Despite these rather encouraging statistics, when discussing attachments to Israel among younger American Jews, the study’s authors write: “attachment to Israel is considerably more prevalent among American Jews aged 50 and older than among Jews under age 50.” But this does not distinguish between those who are the children of inmarriage or intermarriage and does not explore the fact that adult children of intermarriage — who have demonstrably lower rates of attachment to Israel — are much more prevalent among younger cohorts.
The full richness of the Pew survey is best appreciated by reading beyond the headlines and the highlights. Fascinating data on the backgrounds of the religion/ no religion Jews are relegated to later pages and more complex tables in the report, and have received little reportorial attention. The gender of the Jewish parent matters: 80 percent of Jews by religion were raised by two Jewish parents, 10 percent by a Jewish mother only, and 6 percent by a Jewish father only. Conversely, only 40 percent of Jews of no religion were raised by two Jewish parents, 24 percent by a Jewish mother only, and 33 percent by a Jewish father only. Low rates of conversion are revealed: Among persons who consider themselves Jewish today, both by religion and with no religion, only 3 percent report themselves not raised by Jews; 2 percent converted into Judaism and 1 percent did not formally convert.
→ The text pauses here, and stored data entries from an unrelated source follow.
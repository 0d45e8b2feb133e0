use chrono::{DateTime, Utc};
use serde::{Deserialize, Serialize};

/// Domain events emitted by the engines. Consumers subscribe by holding the
/// receiving end of the channel; services never block on delivery.
#[derive(Debug, Clone, Serialize, Deserialize)]
pub enum Event {
    // Order events
    OrderCreated {
        order_id: String,
        user_id: String,
        total_amount: rust_decimal::Decimal,
    },
    OrderDeleted {
        order_id: String,
        restocked: bool,
    },

    // Inventory events
    InventoryAdjusted {
        inventory_id: String,
        old_quantity: u32,
        new_quantity: u32,
    },

    // User events
    UserAuthenticated {
        user_id: String,
        at: DateTime<Utc>,
    },
}

/// Sending half of the event channel handed to services at construction.
#[derive(Debug, Clone)]
pub struct EventSender {
    sender: crossbeam_channel::Sender<Event>,
}

impl EventSender {
    pub fn new(sender: crossbeam_channel::Sender<Event>) -> Self {
        Self { sender }
    }

    /// An unbounded channel pair for wiring an `AppState` to a consumer.
    pub fn unbounded() -> (Self, crossbeam_channel::Receiver<Event>) {
        let (tx, rx) = crossbeam_channel::unbounded();
        (Self::new(tx), rx)
    }

    /// Send an event. Delivery failure (all receivers dropped) is reported,
    /// never propagated: event emission must not fail a mutation that has
    /// already been persisted.
    pub fn send(&self, event: Event) -> Result<(), String> {
        self.sender
            .send(event)
            .map_err(|e| format!("Failed to send event: {}", e))
    }
}
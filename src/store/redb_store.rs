use std::path::Path;

use redb::{Database, TableDefinition};

use super::{KeyValueStore, StoreError};

const TABLE: TableDefinition<&str, &str> = TableDefinition::new("kv");

/// Persistent store backed by redb, a pure-Rust embedded key-value database.
/// One database file per profile; all collections share the single `kv`
/// table.
pub struct RedbStore {
    db: Database,
}

impl RedbStore {
    /// Open or create a database at the given path.
    pub fn open(path: &Path) -> Result<Self, StoreError> {
        let db = Database::create(path).map_err(|e| StoreError::Backend(e.to_string()))?;

        // Ensure the table exists by doing a write transaction.
        let write_txn = db
            .begin_write()
            .map_err(|e| StoreError::Backend(e.to_string()))?;
        {
            let _table = write_txn
                .open_table(TABLE)
                .map_err(|e| StoreError::Backend(e.to_string()))?;
        }
        write_txn
            .commit()
            .map_err(|e| StoreError::Backend(e.to_string()))?;

        Ok(Self { db })
    }
}

impl KeyValueStore for RedbStore {
    fn get(&self, key: &str) -> Result<Option<String>, StoreError> {
        let read_txn = self
            .db
            .begin_read()
            .map_err(|e| StoreError::Backend(e.to_string()))?;
        let table = read_txn
            .open_table(TABLE)
            .map_err(|e| StoreError::Backend(e.to_string()))?;

        match table.get(key) {
            Ok(Some(val)) => Ok(Some(val.value().to_string())),
            Ok(None) => Ok(None),
            Err(e) => Err(StoreError::Backend(e.to_string())),
        }
    }

    fn set(&self, key: &str, value: &str) -> Result<(), StoreError> {
        let write_txn = self
            .db
            .begin_write()
            .map_err(|e| StoreError::Backend(e.to_string()))?;
        {
            let mut table = write_txn
                .open_table(TABLE)
                .map_err(|e| StoreError::Backend(e.to_string()))?;
            table
                .insert(key, value)
                .map_err(|e| StoreError::Backend(e.to_string()))?;
        }
        write_txn
            .commit()
            .map_err(|e| StoreError::Backend(e.to_string()))?;
        Ok(())
    }

    fn remove(&self, key: &str) -> Result<(), StoreError> {
        let write_txn = self
            .db
            .begin_write()
            .map_err(|e| StoreError::Backend(e.to_string()))?;
        {
            let mut table = write_txn
                .open_table(TABLE)
                .map_err(|e| StoreError::Backend(e.to_string()))?;
            table
                .remove(key)
                .map_err(|e| StoreError::Backend(e.to_string()))?;
        }
        write_txn
            .commit()
            .map_err(|e| StoreError::Backend(e.to_string()))?;
        Ok(())
    }
}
Making this analysis more explicit is important because an undifferentiated understanding of younger American Jews not by religion can distort the picture of — and the prognosis for — American Jewish life. The resulting impression of younger American Jews may be unnecessarily bleak, leading to communal paralysis. America’s youngest Jewish adults may be more Jewishly connected than they first appear. American Jewish life is in many ways bi-modal — and diverse populations require very different policies and strategies. Jewish communal leaders and educators need to better understand the genesis of Jews by religion and Jews not by religion in order to respond and plan appropriately.
Sylvia Barack Fishman is a professor of contemporary Jewish life and chair of the Near Eastern and Judaic Studies Department at Brandeis University.